Laboratoire d’accueil
Cette thèse a été réalisée à CentraleSupélec, Université Paris-Saclay, au sein de l’École doctorale INTERFACES (ED 573) et à IFP School, avec le soutien de la chaire Économie du Gaz. Camille Megy était attachée au Sustainable Economy Research Group (SERG) du Laboratoire Génie Industriel (LGI) de CentraleSupélec. Les travaux du SERG couvrent les domaines de l’économie et des sciences de gestion, avec un accent particulier sur leurs interactions avec les sciences de l’ingénieur. Ils se structurent en trois axes de recherche : (i) les systèmes de mobilité durable, incluant transports publics, véhicules électriques, navettes autonomes, la mobilité en tant que service, et les interactions entre mobilité et électricité via le stockage, (ii) les systèmes énergétiques bas carbone, incluant les technologies émergentes (énergies renouvelables, hydrogène, stockage, biométhane), ainsi que la conception des marchés, les cadres réglementaires et les enjeux concurrentiels, et (iii) les stratégies de lutte contre le changement climatique, traitant de la comptabilité du carbone, les technologies de captage et d’émissions négatives, ainsi que leurs mécanismes de financement et cadres institutionnels. Le directeur du LGI est Bernard Yannou, et le responsable du SERG est Pascal Da Costa.

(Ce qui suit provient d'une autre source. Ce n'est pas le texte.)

//! Which browser origins may call the gateway.

use std::fmt::Display;
use std::str::FromStr;

use http::HeaderValue;
use http::request::Parts;
use regex::Regex;
use schemars::JsonSchema;
use serde::Deserialize;
use serde::Serialize;
use tower_http::cors;
use tower_http::cors::CorsLayer;

/// The `cors` section.
#[derive(Debug, Clone, Deserialize, Serialize, JsonSchema)]
#[serde(deny_unknown_fields)]
pub struct Cors {
    /// Answer `Access-Control-Allow-Origin: *`. The only setting that admits `Origin: null`.
    #[serde(default)]
    pub(crate) allow_any_origin: bool,

    /// Answer `Access-Control-Allow-Credentials: true`.
    #[serde(default)]
    pub(crate) allow_credentials: bool,

    /// Request headers browsers may send. When empty the preflight's
    /// `Access-Control-Request-Headers` is echoed back.
    ///
    /// A non-empty list must include the headers listed in `csrf.required_headers`, or
    /// browsers will be unable to send non-simple requests.
    #[serde(default)]
    pub(crate) allow_headers: Vec<String>,

    /// Response headers readable by browser scripts.
    #[serde(default)]
    pub(crate) expose_headers: Option<Vec<String>>,

    /// Exact origins to allow.
    #[serde(default = "default_origins")]
    pub(crate) origins: Vec<String>,

    /// Regular expressions tried against origins missing from `origins`.
    #[serde(default)]
    pub(crate) match_origins: Option<Vec<String>>,

    #[serde(default = "default_methods")]
    pub(crate) methods: Vec<String>,
}

impl Default for Cors {
    fn default() -> Self {
        Self::builder().build()
    }
}

fn default_origins() -> Vec<String> {
    vec!["https://studio.apollographql.com".into()]
}

fn default_methods() -> Vec<String> {
    ["GET", "POST", "OPTIONS"].map(String::from).to_vec()
}

#[buildstructor::buildstructor]
impl Cors {
    #[builder(visibility = "pub")]
    fn new(
        allow_any_origin: Option<bool>,
        allow_credentials: Option<bool>,
        allow_headers: Option<Vec<String>>,
        expose_headers: Option<Vec<String>>,
        origins: Option<Vec<String>>,
        match_origins: Option<Vec<String>>,
        methods: Option<Vec<String>>,
    ) -> Self {
        Self {
            allow_any_origin: allow_any_origin.unwrap_or_default(),
            allow_credentials: allow_credentials.unwrap_or_default(),
            allow_headers: allow_headers.unwrap_or_default(),
            expose_headers,
            origins: origins.unwrap_or_else(default_origins),
            match_origins,
            methods: methods.unwrap_or_else(default_methods),
        }
    }
}

/// Parses every entry, logging and skipping the ones that are not valid `T`.
fn parse_valid<'a, T>(kind: &'static str, entries: &'a [String]) -> impl Iterator<Item = T> + 'a
where
    T: FromStr + 'a,
    T::Err: Display,
{
    entries.iter().filter_map(move |entry| match entry.parse() {
        Ok(parsed) => Some(parsed),
        Err(error) => {
            tracing::error!(%error, "ignoring invalid CORS {kind} '{entry}'");
            None
        }
    })
}

impl Cors {
    pub(crate) fn into_layer(self) -> Result<CorsLayer, String> {
        self.ensure_usable_cors_rules()?;

        let allow_headers = if self.allow_headers.is_empty() {
            cors::AllowHeaders::mirror_request()
        } else {
            cors::AllowHeaders::list(parse_valid::<http::HeaderName>(
                "header",
                &self.allow_headers,
            ))
        };
        let expose_headers = cors::ExposeHeaders::list(parse_valid::<http::HeaderName>(
            "header",
            self.expose_headers.as_deref().unwrap_or_default(),
        ));
        let methods = cors::AllowMethods::list(parse_valid::<http::Method>(
            "method",
            &self.methods,
        ));

        let layer = CorsLayer::new()
            .vary([])
            .allow_credentials(self.allow_credentials)
            .allow_headers(allow_headers)
            .expose_headers(expose_headers)
            .allow_methods(methods);

        let allow_origin = match (self.allow_any_origin, self.match_origins) {
            (true, _) => cors::AllowOrigin::any(),
            (false, Some(patterns)) => {
                let patterns: Vec<Regex> = parse_valid("origin pattern", &patterns).collect();
                let origins = self.origins;
                cors::AllowOrigin::predicate(move |origin: &HeaderValue, _: &Parts| {
                    let Ok(origin) = origin.to_str() else {
                        return false;
                    };
                    origins.iter().any(|allowed| allowed == origin)
                        || patterns.iter().any(|pattern| pattern.is_match(origin))
                })
            }
            (false, None) => {
                cors::AllowOrigin::list(parse_valid::<HeaderValue>("origin", &self.origins))
            }
        };
        Ok(layer.allow_origin(allow_origin))
    }

    /// Rejects combinations that browsers refuse and that tower-http would panic on.
    pub(crate) fn ensure_usable_cors_rules(&self) -> Result<(), &'static str> {
        let wildcard = |values: &[String]| values.iter().any(|value| value == "*");

        if wildcard(&self.origins) {
            return Err("'*' is not a valid origin, set `allow_any_origin: true` instead");
        }
        if !self.allow_credentials {
            return Ok(());
        }
        if self.allow_any_origin {
            return Err("`allow_credentials` cannot be combined with `allow_any_origin`");
        }
        if wildcard(&self.allow_headers) {
            return Err("`allow_credentials` cannot be combined with a '*' in `allow_headers`");
        }
        if wildcard(&self.methods) {
            return Err("`allow_credentials` cannot be combined with a '*' in `methods`");
        }
        if wildcard(self.expose_headers.as_deref().unwrap_or_default()) {
            return Err("`allow_credentials` cannot be combined with a '*' in `expose_headers`");
        }
        Ok(())
    }
}
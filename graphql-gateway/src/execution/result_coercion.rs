use std::sync::Arc;

use apollo_compiler::schema::ExtendedType;
use apollo_compiler::schema::Type;
use futures::FutureExt;
use futures::future::BoxFuture;
use futures::future::join_all;

use super::engine::ExecutionMode;
use super::engine::ExecutionState;
use super::engine::FieldSelection;
use super::engine::PropagateNull;
use super::engine::execute_selection_set;
use super::engine::is_possible_type;
use super::engine::try_nullify;
use crate::json_ext::Object;
use crate::json_ext::Path;
use crate::json_ext::Value;

/// Checks a resolver's value against the field type and executes sub-selections on objects.
///
/// A field error is recorded on `state` and surfaces as `Err(PropagateNull)` so the caller can
/// null the closest nullable position.
pub(crate) fn complete_value<'a>(
    state: &'a ExecutionState<'a>,
    path: Path,
    ty: &'a Type,
    resolved: Value,
    selection: FieldSelection<'a>,
) -> BoxFuture<'a, Result<Value, PropagateNull>> {
    async move {
        let field = selection.field();
        macro_rules! field_error {
            ($($arg: tt)+) => {
                {
                    state.field_error(format!($($arg)+), &path, field, Object::new());
                    return Err(PropagateNull);
                }
            };
        }

        if resolved.is_null() {
            if ty.is_non_null() {
                field_error!(
                    "Cannot return null for non-nullable field {}.",
                    selection.coordinate()
                )
            } else {
                return Ok(Value::Null);
            }
        }

        let ty_name = match ty {
            Type::List(inner_ty) | Type::NonNullList(inner_ty) => {
                let Value::Array(items) = resolved else {
                    field_error!(
                        "Expected Iterable, but did not find one for field \"{}\".",
                        selection.coordinate()
                    )
                };
                let inner_ty: &'a Type = inner_ty;
                let completed = join_all(items.into_iter().enumerate().map(|(index, item)| {
                    let inner_path = path.join_index(index);
                    complete_value(state, inner_path, inner_ty, item, selection.clone())
                        .map(move |result| try_nullify(inner_ty, result))
                }))
                .await;
                // a failed non-null item fails the whole list
                return completed
                    .into_iter()
                    .collect::<Result<Vec<_>, _>>()
                    .map(Value::Array);
            }
            Type::Named(name) | Type::NonNullNamed(name) => name,
        };

        let Some(ty_def) = state.schema.schema().types.get(ty_name) else {
            field_error!("Undefined type {ty_name}")
        };
        let object = match ty_def {
            ExtendedType::InputObject(_) => {
                field_error!("Field with input object type {ty_name}")
            }
            ExtendedType::Enum(_) | ExtendedType::Scalar(_) => {
                if let Some(message) = invalid_leaf(ty_def, &resolved) {
                    field_error!("{message}")
                }
                return Ok(resolved);
            }
            ExtendedType::Object(_) | ExtendedType::Interface(_) | ExtendedType::Union(_) => {
                match resolved {
                    Value::Object(object) => object,
                    other => field_error!(
                        "Expected a value of type \"{ty_name}\" but received: {other}"
                    ),
                }
            }
        };

        let object_type = match ty_def {
            ExtendedType::Object(def) => def,
            _ => {
                // abstract types are resolved through `__typename`
                let Some(type_name) = object.get("__typename").and_then(Value::as_str) else {
                    field_error!(
                        "Abstract type \"{ty_name}\" must resolve to an Object type at runtime for field \"{}\". \
                         Return an object with a \"__typename\" key.",
                        selection.coordinate()
                    )
                };
                let Some(def) = state.schema.schema().get_object(type_name) else {
                    field_error!(
                        "Abstract type \"{ty_name}\" was resolved to a type \"{type_name}\" that does not exist inside the schema."
                    )
                };
                if !is_possible_type(state, ty_name, def) {
                    field_error!(
                        "Runtime Object type \"{type_name}\" is not a possible type for \"{ty_name}\"."
                    )
                }
                def
            }
        };

        execute_selection_set(
            state,
            path.clone(),
            ExecutionMode::Normal,
            object_type,
            Arc::new(object),
            selection.sub_selections(),
        )
        .await
        .map(Value::Object)
    }
    .boxed()
}

/// The error message for a leaf value its type cannot represent. Values are never coerced
/// between JSON types.
fn invalid_leaf(ty_def: &ExtendedType, resolved: &Value) -> Option<String> {
    let valid = match ty_def {
        ExtendedType::Enum(enum_def) => resolved
            .as_str()
            .is_some_and(|value| enum_def.values.contains_key(value)),
        ExtendedType::Scalar(scalar) => match scalar.name.as_str() {
            "Int" => resolved
                .as_i64()
                .is_some_and(|int| i32::try_from(int).is_ok()),
            "Float" => resolved.is_number(),
            "String" => resolved.is_string(),
            "Boolean" => resolved.is_boolean(),
            "ID" => resolved.is_string() || resolved.is_i64(),
            // custom scalars take any JSON
            _ => true,
        },
        _ => true,
    };
    if valid {
        return None;
    }
    let ty_name = ty_def.name();
    Some(match ty_def {
        ExtendedType::Enum(_) => format!("Enum \"{ty_name}\" cannot represent value: {resolved}"),
        _ if ty_name.as_str() == "Int" && resolved.is_i64() => {
            format!("Int cannot represent non 32-bit signed integer value: {resolved}")
        }
        _ => format!("{ty_name} cannot represent value: {resolved}"),
    })
}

Pour plus d’informations : https://www.centralesupelec.fr/fr/lgi-laboratoire-genie-industriel et https://www.serg.paris/.
Soutenance de la thèse
La thèse a été soutenue le 5 novembre 2024 à Centrale Supélec, Université Paris-Saclay, devant un jury composé de : Oualid Jouini, professeur des universités, CentraleSupélec (président) ; Franziska Holz, directrice de recherche, DIW Berlin (rapporteure) ; Vincent Bertrand, maître de conférences HDR, Université de Franche-Comté (rapporteur) ; Machiel Mulder, professeur des universités, Université de Groningen (examinateur) ; Charles Weymuller, chef économiste, EDF (examinateur) ; Olivier Massol, professeur des universités, CentraleSupélec (directeur) ; et Yannick Perez, professeur des universités, CentraleSupélec (co-directeur).
Le résumé de la thèse est disponible sur : https://theses.fr/s307030.
Le manuscrit sera disponible à cette même adresse à partir du 6 novembre 2025.
Et après la thèse ?
Camille Megy est actuellement ingénieure chercheuse au sein de l’institut I-Tésé, institut de recherche et d’études en économie de l’énergie du CEA (Commissariat à l’énergie atomique et aux énergies alternatives). Elle travaille au sein de l’équipe modélisation de cet institut, et contribue au développement du modèle ESMOD (European Electric System Modelling), dans le but d’y intégrer une modélisation hydrogène.